1. El Mosela

Una de las regiones vacacionales más bellas de Alemania es, sin duda, el Mosela. Especialmente en otoño, se puede disfrutar al máximo de esta región con sus viñedos, bosques y pequeños pueblos. Cuando las vides se tiñen de amarillo dorado, naranja y rojo, el telón de fondo para paseos, excursiones en bicicleta y largas caminatas en ológicas es mágico. El otoño es también la época de la vendimia: muchos viticultores invitan a degustar Federweißer y tarta de cebolla. En los pequeños festivales del vino podrá vivir el Mosela en su estado más auténtico, mientras que los hoteles de bienestar en medio de los viñedos le tientan con delicias regionales y relajación reparadora.
2º Allgäu

El Allgäu despliega una magia muy especial en otoño. Las excursiones por los Alpes del Allgäu resultan especialmente atractivas en esta época del año: vistas despejadas, senderos sin aglomeraciones y la naturaleza en sus colores más magníficos. Tanto si se trata de tranquilos paseos por valles y lagos como de exigentes recorridos de montaña, aquí todo el mundo encontrará la ruta adecuada. Después de una excursión, los tradicionales refugios y posadas de montaña le tentarán con suculentas especialidades, desde sabrosos spaetzle de queso hasta strudel de manzana recién horneado. Un acontecimiento especial en septiembre y octubre son las batidas de ganado, fiestas tradicionales en las que el ganado conducido ceremoniosamente vuelve al valle y los visitantes se hacen una idea auténtica de las costumbres de Allgäu.
3ª Sylt

Sylt no es sólo un destino veraniego: en otoño, la isla despliega todo su encanto. Las playas se vacían, el mar ruge más embravecido y el ajetreo estival da paso a una tranquilizadora calma. Los largos paseos por la playa son especialmente populares ahora. La inmensidad, el silencio y la belleza agreste caracterizan la estampa y confieren a toda la isla una atmósfera casi romántica.
Tras un día al aire libre, acogedores cafés y restaurantes invitan a degustar especialidades regionales, desde pescado fresco y mejillones hasta el famoso pastel frisón.
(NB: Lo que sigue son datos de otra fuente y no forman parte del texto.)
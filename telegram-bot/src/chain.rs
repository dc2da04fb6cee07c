//! # Handler chain
//!
//! Runs handlers in order; the first one that returns Reply ends the chain.

use kursbot_core::{Handler, HandlerResponse, Message, Result};
use std::sync::Arc;
use tracing::{debug, info, instrument};

/// Ordered chain of handlers; the first Reply wins.
#[derive(Clone)]
pub struct HandlerChain {
    handlers: Vec<Arc<dyn Handler>>,
}

impl HandlerChain {
    /// Creates an empty chain.
    pub fn new() -> Self {
        Self {
            handlers: Vec::new(),
        }
    }

    /// Appends a handler.
    pub fn add_handler(mut self, handler: Arc<dyn Handler>) -> Self {
        self.handlers.push(handler);
        self
    }

    /// Runs handlers in order until one replies. Returns Continue if none did.
    #[instrument(skip(self, message))]
    pub async fn handle(&self, message: &Message) -> Result<HandlerResponse> {
        for handler in &self.handlers {
            let name = std::any::type_name_of_val(handler.as_ref());
            let response = handler.handle(message).await?;
            debug!(handler = %name, response = ?response, "Handler processed");

            if let HandlerResponse::Reply(_) = response {
                info!(
                    user_id = message.user.id,
                    chat_id = message.chat.id,
                    handler = %name,
                    "Handler replied, chain stopped"
                );
                return Ok(response);
            }
        }

        Ok(HandlerResponse::Continue)
    }
}

// Unit/integration tests live in tests/chain_test.rs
Los amantes del bienestar también sacarán partido a su dinero: numerosos hoteles y balnearios ofrecen pura relajación, con tratamientos de talasoterapia, saunas, piscinas con vistas al mar y mucho más. Los más activos pueden enfrentarse al viento practicando windsurf o kitesurf, mientras que los amantes de la naturaleza pueden descubrir la tranquila belleza de la isla en los paisajes de dunas y brezales.
4º Sauerland

Un auténtico paraíso para la naturaleza y los turistas activos. En otoño, el Sauerland es un paisaje pintoresco con innumerables rutas de ciclismo y senderismo. Desde colinas onduladas hasta densos bosques y lagos cristalinos: las excursiones otoñales son ideales aquí y permiten experimentar toda la diversidad de esta región. Los amantes de la aventura también sacarán partido a su dinero: ya sea en bicicleta de montaña, en parques de escalada o incluso en parapente, el otoño en el Sauerland muestra su lado más emocionante. La acertada combinación de relax y aventura hace que unas vacaciones aquí en esta época del año sean sencillamente perfectas.
5º Brandeburgo

En otoño, puede vivir Brandeburgo desde su lado más idílico. Extensos bosques, apacibles paisajes lacustres y encantadores pueblecitos son ideales para dar largos paseos a pie, en bicicleta o en canoa. Numerosos lagos y paisajes fluviales, como el Havel, el Scharmützelsee o el Distrito de los Lagos de Mecklemburgo, se transforman en esta época del año en un juego de colores de cuento de hadas. La región atrae a los visitantes con castillos, jardines y especialidades regionales que se pueden descubrir en los pequeños pueblos y ciudades históricas como Potsdam, Brandenburg an der Havel u Oranienburg. Aquí podrá disfrutar al máximo de la vida urbana y de la naturaleza y disfrutar del relax, las aventuras activas al aire libre o los descubrimientos culinarios.